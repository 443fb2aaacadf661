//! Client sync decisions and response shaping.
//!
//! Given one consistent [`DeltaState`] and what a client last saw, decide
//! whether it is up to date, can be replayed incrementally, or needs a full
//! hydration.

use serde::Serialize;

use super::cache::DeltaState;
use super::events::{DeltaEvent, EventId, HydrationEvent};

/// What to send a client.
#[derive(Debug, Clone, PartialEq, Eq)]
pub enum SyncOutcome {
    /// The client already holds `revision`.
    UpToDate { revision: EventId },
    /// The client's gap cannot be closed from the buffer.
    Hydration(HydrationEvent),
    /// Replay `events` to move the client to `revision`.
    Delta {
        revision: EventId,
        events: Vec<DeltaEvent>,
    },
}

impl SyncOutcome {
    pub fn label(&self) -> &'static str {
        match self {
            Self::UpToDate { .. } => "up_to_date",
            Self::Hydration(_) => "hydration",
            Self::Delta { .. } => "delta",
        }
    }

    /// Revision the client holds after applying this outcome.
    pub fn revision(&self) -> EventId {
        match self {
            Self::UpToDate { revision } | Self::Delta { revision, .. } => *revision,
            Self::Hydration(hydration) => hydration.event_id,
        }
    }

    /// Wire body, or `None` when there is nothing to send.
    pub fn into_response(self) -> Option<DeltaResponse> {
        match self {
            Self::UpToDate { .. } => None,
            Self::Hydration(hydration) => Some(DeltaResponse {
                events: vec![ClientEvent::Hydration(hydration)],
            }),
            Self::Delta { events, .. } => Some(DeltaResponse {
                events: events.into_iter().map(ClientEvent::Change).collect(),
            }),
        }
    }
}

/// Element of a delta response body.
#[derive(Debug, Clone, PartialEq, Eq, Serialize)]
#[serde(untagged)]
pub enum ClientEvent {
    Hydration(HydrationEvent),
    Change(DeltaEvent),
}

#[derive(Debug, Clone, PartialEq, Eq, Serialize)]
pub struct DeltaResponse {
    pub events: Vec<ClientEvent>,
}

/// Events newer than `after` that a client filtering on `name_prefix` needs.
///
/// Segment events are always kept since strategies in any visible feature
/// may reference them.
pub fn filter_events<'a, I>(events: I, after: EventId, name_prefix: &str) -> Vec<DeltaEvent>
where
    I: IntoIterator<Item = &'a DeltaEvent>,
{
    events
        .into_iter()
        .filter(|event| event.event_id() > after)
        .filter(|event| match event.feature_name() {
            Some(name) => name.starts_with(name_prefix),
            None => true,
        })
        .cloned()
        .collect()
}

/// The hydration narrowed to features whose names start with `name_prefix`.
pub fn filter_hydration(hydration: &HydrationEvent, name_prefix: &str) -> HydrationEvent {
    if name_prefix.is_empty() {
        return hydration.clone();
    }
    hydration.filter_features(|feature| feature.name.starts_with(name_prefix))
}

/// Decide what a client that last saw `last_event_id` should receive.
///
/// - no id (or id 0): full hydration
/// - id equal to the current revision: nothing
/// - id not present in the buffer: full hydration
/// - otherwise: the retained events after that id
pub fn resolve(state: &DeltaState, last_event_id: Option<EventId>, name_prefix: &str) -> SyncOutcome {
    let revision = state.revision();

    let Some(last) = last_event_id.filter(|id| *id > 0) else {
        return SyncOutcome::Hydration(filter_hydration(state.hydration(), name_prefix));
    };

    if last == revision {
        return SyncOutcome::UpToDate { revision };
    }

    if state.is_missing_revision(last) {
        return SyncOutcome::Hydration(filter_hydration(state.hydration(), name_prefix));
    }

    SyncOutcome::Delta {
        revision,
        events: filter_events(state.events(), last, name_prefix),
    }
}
------------
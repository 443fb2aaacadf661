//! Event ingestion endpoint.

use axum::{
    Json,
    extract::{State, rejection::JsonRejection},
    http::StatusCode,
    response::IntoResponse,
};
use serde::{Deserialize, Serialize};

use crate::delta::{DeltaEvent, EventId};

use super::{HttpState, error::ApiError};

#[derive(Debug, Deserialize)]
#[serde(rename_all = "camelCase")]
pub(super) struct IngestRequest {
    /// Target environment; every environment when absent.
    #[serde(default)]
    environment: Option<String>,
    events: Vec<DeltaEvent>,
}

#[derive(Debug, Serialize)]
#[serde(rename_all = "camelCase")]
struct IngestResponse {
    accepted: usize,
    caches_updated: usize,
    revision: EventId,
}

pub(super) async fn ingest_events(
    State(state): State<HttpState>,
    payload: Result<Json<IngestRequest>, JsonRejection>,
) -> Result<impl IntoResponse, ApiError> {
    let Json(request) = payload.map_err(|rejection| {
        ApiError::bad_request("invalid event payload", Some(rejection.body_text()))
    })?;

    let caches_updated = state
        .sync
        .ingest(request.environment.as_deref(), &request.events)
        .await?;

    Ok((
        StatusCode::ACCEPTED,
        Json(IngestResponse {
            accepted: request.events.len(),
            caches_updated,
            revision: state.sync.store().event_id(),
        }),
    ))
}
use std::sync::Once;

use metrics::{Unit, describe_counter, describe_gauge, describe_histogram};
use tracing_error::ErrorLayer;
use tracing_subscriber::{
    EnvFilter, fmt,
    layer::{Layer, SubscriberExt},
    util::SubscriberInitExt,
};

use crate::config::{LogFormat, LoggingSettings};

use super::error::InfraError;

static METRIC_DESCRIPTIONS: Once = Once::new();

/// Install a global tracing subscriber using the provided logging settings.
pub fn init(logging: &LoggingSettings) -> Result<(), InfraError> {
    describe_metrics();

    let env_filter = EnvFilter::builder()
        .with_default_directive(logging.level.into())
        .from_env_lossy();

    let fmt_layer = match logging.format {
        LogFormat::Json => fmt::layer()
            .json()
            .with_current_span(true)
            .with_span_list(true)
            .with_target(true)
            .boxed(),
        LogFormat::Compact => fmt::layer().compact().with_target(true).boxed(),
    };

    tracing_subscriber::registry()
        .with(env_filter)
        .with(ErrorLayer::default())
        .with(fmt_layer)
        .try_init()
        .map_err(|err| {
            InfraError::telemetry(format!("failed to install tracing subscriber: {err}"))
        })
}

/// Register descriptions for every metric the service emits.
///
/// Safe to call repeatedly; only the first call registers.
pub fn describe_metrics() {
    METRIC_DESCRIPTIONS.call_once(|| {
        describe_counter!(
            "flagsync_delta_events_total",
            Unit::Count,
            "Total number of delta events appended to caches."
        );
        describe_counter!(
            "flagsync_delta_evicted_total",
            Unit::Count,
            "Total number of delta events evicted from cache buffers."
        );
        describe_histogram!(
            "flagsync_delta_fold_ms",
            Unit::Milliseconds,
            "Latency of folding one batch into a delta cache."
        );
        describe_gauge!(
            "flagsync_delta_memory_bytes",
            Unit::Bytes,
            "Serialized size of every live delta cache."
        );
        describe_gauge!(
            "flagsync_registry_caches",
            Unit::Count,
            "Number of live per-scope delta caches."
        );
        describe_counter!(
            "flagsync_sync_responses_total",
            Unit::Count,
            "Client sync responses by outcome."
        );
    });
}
------------
Requirement:
Using the listing, filter for "environment" and return the matching lines.

Your response:
    /// Target environment; every environment when absent.
    environment: Option<String>,
        .ingest(request.environment.as_deref(), &request.events)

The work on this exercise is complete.